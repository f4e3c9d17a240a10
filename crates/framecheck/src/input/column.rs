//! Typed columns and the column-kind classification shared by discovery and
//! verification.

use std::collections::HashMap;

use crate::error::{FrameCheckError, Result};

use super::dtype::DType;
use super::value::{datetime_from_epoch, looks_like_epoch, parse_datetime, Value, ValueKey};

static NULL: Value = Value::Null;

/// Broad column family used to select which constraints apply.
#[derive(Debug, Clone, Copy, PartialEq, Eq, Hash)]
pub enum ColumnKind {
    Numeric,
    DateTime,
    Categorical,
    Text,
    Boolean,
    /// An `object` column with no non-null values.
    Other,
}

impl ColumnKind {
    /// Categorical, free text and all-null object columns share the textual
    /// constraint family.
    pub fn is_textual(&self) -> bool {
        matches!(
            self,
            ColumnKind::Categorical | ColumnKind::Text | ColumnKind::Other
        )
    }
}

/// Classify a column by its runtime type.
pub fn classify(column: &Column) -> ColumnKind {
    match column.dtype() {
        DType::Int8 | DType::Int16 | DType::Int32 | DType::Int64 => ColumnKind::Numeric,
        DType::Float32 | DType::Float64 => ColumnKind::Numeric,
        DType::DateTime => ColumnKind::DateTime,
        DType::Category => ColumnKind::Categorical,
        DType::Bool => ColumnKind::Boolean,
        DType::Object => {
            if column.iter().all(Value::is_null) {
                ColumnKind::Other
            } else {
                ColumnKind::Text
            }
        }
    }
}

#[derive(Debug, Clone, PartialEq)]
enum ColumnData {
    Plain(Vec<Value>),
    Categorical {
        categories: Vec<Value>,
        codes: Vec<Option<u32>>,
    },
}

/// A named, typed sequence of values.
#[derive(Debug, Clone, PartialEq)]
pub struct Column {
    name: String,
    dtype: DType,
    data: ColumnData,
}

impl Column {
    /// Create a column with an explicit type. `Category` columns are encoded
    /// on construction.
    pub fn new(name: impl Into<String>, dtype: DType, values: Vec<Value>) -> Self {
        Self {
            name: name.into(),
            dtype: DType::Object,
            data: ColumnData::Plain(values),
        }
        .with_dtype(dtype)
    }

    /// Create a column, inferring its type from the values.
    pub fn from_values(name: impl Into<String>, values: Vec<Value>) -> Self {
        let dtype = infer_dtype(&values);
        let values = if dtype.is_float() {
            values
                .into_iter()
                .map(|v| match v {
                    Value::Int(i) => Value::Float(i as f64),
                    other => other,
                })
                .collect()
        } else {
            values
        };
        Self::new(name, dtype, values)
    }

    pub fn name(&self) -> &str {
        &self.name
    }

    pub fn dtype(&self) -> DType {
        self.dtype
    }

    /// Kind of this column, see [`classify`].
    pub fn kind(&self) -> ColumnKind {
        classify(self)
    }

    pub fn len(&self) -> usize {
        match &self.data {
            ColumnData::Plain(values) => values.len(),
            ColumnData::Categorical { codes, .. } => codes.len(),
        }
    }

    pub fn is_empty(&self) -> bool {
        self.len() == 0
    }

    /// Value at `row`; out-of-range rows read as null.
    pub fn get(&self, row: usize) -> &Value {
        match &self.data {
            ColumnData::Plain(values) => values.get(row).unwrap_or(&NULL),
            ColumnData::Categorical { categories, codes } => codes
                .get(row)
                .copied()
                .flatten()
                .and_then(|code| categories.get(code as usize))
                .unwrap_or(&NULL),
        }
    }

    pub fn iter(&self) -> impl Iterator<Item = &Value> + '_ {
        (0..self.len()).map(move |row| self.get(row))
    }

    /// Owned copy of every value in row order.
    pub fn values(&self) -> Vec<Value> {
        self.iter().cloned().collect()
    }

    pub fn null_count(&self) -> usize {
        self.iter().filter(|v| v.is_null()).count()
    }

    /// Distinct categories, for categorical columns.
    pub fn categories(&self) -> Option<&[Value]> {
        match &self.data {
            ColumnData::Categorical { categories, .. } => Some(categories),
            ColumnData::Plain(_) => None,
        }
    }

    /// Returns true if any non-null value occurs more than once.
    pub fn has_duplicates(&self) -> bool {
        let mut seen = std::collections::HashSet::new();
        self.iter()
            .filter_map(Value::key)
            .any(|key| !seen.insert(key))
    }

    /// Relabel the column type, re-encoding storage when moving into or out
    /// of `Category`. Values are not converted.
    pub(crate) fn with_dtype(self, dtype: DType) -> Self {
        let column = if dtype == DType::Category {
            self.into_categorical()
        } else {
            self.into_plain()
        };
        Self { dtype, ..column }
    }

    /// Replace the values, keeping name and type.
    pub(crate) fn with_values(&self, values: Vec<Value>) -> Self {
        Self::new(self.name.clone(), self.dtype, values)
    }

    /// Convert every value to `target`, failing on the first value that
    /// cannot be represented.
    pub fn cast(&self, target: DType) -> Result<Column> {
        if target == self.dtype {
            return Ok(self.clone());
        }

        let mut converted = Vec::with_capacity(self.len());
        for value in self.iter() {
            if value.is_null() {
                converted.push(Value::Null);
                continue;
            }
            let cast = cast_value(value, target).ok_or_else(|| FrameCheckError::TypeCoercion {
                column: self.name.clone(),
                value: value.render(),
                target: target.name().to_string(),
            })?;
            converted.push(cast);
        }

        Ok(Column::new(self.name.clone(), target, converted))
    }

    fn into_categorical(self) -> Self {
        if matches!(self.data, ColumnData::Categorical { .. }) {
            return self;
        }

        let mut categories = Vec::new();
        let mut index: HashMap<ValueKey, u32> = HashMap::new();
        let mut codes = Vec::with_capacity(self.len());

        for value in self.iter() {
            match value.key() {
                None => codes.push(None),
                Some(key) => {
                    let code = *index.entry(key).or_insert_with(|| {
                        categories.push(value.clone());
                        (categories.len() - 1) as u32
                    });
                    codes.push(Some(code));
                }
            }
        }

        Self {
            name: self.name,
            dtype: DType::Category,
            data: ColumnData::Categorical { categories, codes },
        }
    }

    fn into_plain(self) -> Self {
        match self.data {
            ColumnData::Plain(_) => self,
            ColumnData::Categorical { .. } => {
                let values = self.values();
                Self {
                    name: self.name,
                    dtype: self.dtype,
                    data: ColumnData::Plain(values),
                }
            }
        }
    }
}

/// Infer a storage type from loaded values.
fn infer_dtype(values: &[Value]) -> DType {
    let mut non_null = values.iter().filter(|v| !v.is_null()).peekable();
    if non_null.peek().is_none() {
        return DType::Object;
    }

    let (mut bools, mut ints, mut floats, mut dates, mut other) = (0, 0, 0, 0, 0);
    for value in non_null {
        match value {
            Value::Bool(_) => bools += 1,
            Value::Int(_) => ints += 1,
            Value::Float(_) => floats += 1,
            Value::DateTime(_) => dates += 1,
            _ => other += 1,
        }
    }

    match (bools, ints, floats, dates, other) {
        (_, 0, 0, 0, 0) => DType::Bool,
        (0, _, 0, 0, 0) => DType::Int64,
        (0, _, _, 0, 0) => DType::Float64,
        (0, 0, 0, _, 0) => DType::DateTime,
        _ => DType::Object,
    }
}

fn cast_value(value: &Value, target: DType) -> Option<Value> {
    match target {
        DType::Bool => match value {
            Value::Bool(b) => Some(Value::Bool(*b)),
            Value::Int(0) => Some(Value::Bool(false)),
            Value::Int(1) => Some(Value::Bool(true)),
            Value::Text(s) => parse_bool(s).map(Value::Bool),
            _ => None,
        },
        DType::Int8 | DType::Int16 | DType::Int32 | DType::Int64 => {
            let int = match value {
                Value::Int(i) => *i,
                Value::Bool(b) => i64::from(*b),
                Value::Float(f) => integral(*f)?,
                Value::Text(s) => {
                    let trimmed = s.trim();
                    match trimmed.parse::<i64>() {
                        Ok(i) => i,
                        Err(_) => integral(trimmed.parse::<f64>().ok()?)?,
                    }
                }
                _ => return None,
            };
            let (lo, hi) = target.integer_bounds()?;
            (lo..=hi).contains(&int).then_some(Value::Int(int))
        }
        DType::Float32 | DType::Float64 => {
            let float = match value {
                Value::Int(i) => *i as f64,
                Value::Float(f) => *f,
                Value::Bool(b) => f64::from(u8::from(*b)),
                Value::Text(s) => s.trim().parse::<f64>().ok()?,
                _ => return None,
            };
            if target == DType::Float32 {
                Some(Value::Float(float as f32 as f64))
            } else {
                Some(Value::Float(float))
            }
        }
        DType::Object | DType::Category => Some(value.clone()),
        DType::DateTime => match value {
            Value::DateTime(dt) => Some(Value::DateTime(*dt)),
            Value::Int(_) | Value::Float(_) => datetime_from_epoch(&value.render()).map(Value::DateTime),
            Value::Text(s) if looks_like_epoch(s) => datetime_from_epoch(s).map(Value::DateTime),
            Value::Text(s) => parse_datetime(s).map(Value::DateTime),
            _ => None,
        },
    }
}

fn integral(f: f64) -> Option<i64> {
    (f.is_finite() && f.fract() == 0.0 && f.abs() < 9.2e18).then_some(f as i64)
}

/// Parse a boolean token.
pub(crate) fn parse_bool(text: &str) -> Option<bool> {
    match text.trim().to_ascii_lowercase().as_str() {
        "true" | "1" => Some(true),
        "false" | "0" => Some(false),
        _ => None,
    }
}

Problem details:
Determine how many lines of the listing hold the word "integral" and reply with that figure alone.

Exercise output:
3